Kapitel 14 • Mauro •
Ich schäume vor Wut. Das Timing hätte nicht beschissener sein können. In Blutrauschlaune verlassen wir gemeinsam das Anwesen, um uns auf den Weg zur Lagerhalle zu machen. Die Fahrt über verläuft still, nicht wissend, was uns genau erwartet. Mein Instinkt sagt mir, dass das keine defekte Gasleitung war. Man wollte uns treffen, man wollte uns erheblichen Schaden zufügen. Und das schafft man, wenn wir nicht rechtzeitig liefern können. Nicht nur der finanzielle Verlust, sondern auch eine verärgerte Black Axe beziehungsweise eine verärgerte Cosa Nera wären das Resultat davon. Abgesehen davon, dass es eine Menge Zeit und vor allem Geld kostet, wenn Feuerwehr und Polizei bereits vor Ort sind.

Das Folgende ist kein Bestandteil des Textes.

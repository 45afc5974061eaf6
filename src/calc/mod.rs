//! Calculation module
//!
//! The pure nutrition-target and energy-balance calculator. Every function
//! here is deterministic, side-effect free, and validates its inputs
//! eagerly; persistence and presentation live elsewhere.

pub mod balance;
pub mod error;
pub mod exercise;
pub mod targets;
pub mod trend;

pub use balance::{energy_balance, Balance, MacroTotals};
pub use error::{CalcError, CalcResult};
pub use exercise::met_calories_burned;
pub use targets::{derive_targets, water_target_liters, NutritionTargets};
pub use trend::projected_weight_kg;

„Abooo." Enea reißt mich aus meinen Gedanken. Ein kurzer Blick aus dem Fenster genügt, um das Ausmaß der Zerstörung einzuschätzen. Dario bringt das Auto direkt vor den Wagen der Einsatzkräfte zum Stehen. Mechanisch steigen wir aus und verteilen uns routiniert auf. Das Absperrband, das schaulustige Gaffer davon abhalten soll, den Trümmern zu nahe zu kommen überwinden wir schnell. Ich nehme mir direkt einen der Polizisten vor, der seit Jahren von uns korrumpiert wird und bringe in Erfahrung, was die Ermittlungen bis jetzt ergeben haben. Wie ich mir dachte, wurden Brandbeschleuniger und C4 Ladungen Sprengstoff gesichert. Wer auch immer das war, wollte sichergehen, dass sein Vorhaben auch gelingt.
„Das solltest du dir ansehen." Darios Gesichtszüge wirken besorgt, als er das Gespräch mit dem Polizisten unterbricht.

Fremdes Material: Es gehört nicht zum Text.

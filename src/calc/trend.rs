//! Ideal weight trend projection
//!
//! Projects where the user's weight "should" be on a date given a goal's
//! expected daily rate. Display-only; nothing is enforced against it.

use chrono::NaiveDate;

use crate::models::Goal;

/// Expected weight on `current_date` for a trend line starting at
/// `start_weight_kg` on `start_date`
pub fn projected_weight_kg(
    start_weight_kg: f64,
    start_date: NaiveDate,
    goal: Goal,
    current_date: NaiveDate,
) -> f64 {
    let days_elapsed = (current_date - start_date).num_days() as f64;
    start_weight_kg + days_elapsed * goal.daily_weight_rate_kg()
}

#[cfg(test)]
mod tests {
    use super::*;

    fn date(s: &str) -> NaiveDate {
        NaiveDate::parse_from_str(s, "%Y-%m-%d").unwrap()
    }

    #[test]
    fn test_cut_loses_half_kilo_per_week() {
        let projected =
            projected_weight_kg(80.0, date("2026-08-01"), Goal::Cut, date("2026-08-11"));
        assert!((projected - 79.3).abs() < 1e-9);
    }

    #[test]
    fn test_maintenance_is_flat() {
        let projected =
            projected_weight_kg(80.0, date("2026-08-01"), Goal::Maintenance, date("2026-12-01"));
        assert_eq!(projected, 80.0);
    }

    #[test]
    fn test_lean_gain_rate() {
        let projected =
            projected_weight_kg(70.0, date("2026-08-01"), Goal::LeanGain, date("2026-08-21"));
        assert!((projected - 70.7).abs() < 1e-9);
    }

    #[test]
    fn test_start_date_projects_start_weight() {
        let d = date("2026-08-01");
        assert_eq!(projected_weight_kg(92.5, d, Goal::Bulk, d), 92.5);
    }
}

„Was hast du gefunden?", möchte ich wissen. Eilig geht er weiter, bis er prompt zum Stehen kommt. Er geht einen Schritt zur Seite und lässt mir den Vortritt. Ich muss einen kühlen Kopf bewahren, denn die Drohung ist mehr als ernst zu nehmen. Ein weißer Hai, aufgeschlitzt, weitere sechs tote Fische liegen in den blutgetränkten Gedärmen, die dem Hai entrissen worden sind. Der Hai, der für meinen Vater Capo dei Capi steht und jeder einzelne Fisch, der für den Tod eines unserer Familienmitglieder steht.

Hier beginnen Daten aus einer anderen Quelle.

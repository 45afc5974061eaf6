//! Utility to set the profile and re-derive targets
//! Usage: cargo run --bin set_profile -- <gender> <age> <weight_kg> <height_cm> <activity> <goal>

use std::path::PathBuf;
use std::process::exit;

use macroplan::calc;
use macroplan::models::{ActivityLevel, Gender, Goal, Profile, ProfileData, Targets};

fn get_database_path() -> PathBuf {
    std::env::var("MACROPLAN_DATABASE_PATH")
        .map(PathBuf::from)
        .unwrap_or_else(|_| {
            let mut path = std::env::current_exe()
                .ok()
                .and_then(|p| p.parent().map(|p| p.to_path_buf()))
                .unwrap_or_else(|| PathBuf::from("."));

            if path.ends_with("release") || path.ends_with("debug") {
                if let Some(parent) = path.parent() {
                    if let Some(grandparent) = parent.parent() {
                        path = grandparent.to_path_buf();
                    }
                }
            }

            path.push("data");
            std::fs::create_dir_all(&path).ok();
            path.push("macroplan.db");
            path
        })
}

fn usage() -> ! {
    eprintln!("Usage: set_profile <gender> <age> <weight_kg> <height_cm> <activity> <goal>");
    eprintln!("  gender:   male | female");
    eprintln!("  activity: sedentary | lightly_active | moderately_active | very_active | super_active");
    eprintln!("  goal:     cut | maintenance | lean_gain | bulk");
    exit(1);
}

fn parse_args(args: &[String]) -> Option<ProfileData> {
    if args.len() != 6 {
        return None;
    }
    Some(ProfileData {
        gender: Gender::from_str(&args[0])?,
        age: args[1].parse().ok()?,
        weight_kg: args[2].parse().ok()?,
        height_cm: args[3].parse().ok()?,
        activity_level: ActivityLevel::from_str(&args[4])?,
        goal: Goal::from_str(&args[5])?,
    })
}

fn main() -> Result<(), Box<dyn std::error::Error>> {
    let args: Vec<String> = std::env::args().skip(1).collect();
    let data = match parse_args(&args) {
        Some(data) => data,
        None => usage(),
    };

    let db_path = get_database_path();
    println!("Database path: {}", db_path.display());

    let database = macroplan::db::Database::new(&db_path)?;

    database.with_conn(|conn| {
        macroplan::db::migrations::run_migrations(conn)?;
        Ok(())
    })?;

    let conn = database.get_conn()?;

    let profile = Profile::set(&conn, &data)?;
    println!("Profile set:");
    println!("  Gender: {}", profile.gender.as_str());
    println!("  Age: {} years", profile.age);
    println!("  Weight: {} kg", profile.weight_kg);
    println!("  Height: {} cm", profile.height_cm);
    println!("  Activity: {}", profile.activity_level.display_name());
    println!("  Goal: {}", profile.goal.display_name());

    let values = calc::derive_targets(&profile)?;
    let targets = Targets::set_derived(&conn, &values)?;
    println!("Derived targets:");
    println!("  Calories: {} kcal", targets.calories_kcal);
    println!("  Protein: {} g", targets.protein_g);
    println!("  Carbs: {} g", targets.carbs_g);
    println!("  Fat: {} g", targets.fat_g);
    println!("  Water: {:.1} L", targets.water_liters);

    Ok(())
}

„Das ist Ernst, wir müssen ihn informieren", beschließt Dario umgehend. Zustimmend nicke ich ihm zu, denn die Drohung nicht ernst zu nehmen, wäre fatal.
„Enea, soll Giulia und Mamma nach Hause eskortieren. Davide, will ich bei Emilia wissen."
„Und du?", hakt Dario neugierig nach.
„Schadensbegrenzung."
„Viel Glück." Dario verschwendet keine Zeit. Er zückt sein Handy, wählt die Nummer unseres Höchsten, unseres Vaters, und entfernt sich. Ich tue es ihm gleich und wähle die Nummer unseres Abnehmers, dessen Pseudonym mir nur bekannt ist. Babatunde. Auch er war einer der vielen Migranten, die mit einem Boot den sicheren Hafen Palermos erreichten. Nicht, dass ich ein Problem damit gehabt hätte, Menschen in unserer Stadt aufzunehmen. Schließlich leiden viele in Nigeria unter dem Terror der „Boko Haram" und unter den Menschenrechtsverletzungen durch das nigerianische Militär. Hungersnöte, Massaker, Militärputsche und nochmals Militärputsche treiben die Massenfluchten voran. Unter ihnen Männer, wie Babatunde, die vor nichts zurückschrecken. Männer, die vor einigen Jahren damit begonnen haben, uns das Leben zu erschweren. Die Zeit, in der wir Kriege mit ihnen auf offener Straße ausgefochten haben, ist vorbei. Mein Vater setzte sich ein, verhandelte mit eiserner Faust. Mit dem Ergebnis eines Waffenstillstands. Wir sprachen ihnen eigene Reviere zu, damit wir uns nicht weiter in die Quere kamen. Es gibt einen Vertrag, der bis heute Bestand hat. Wir liefern ihnen Waffen zu fairen Preisen, während sie Sizilien aus dem Geschäft der Zwangsprostitution raushalten. Diesen Vertrag zu schützen, gilt als oberste Priorität.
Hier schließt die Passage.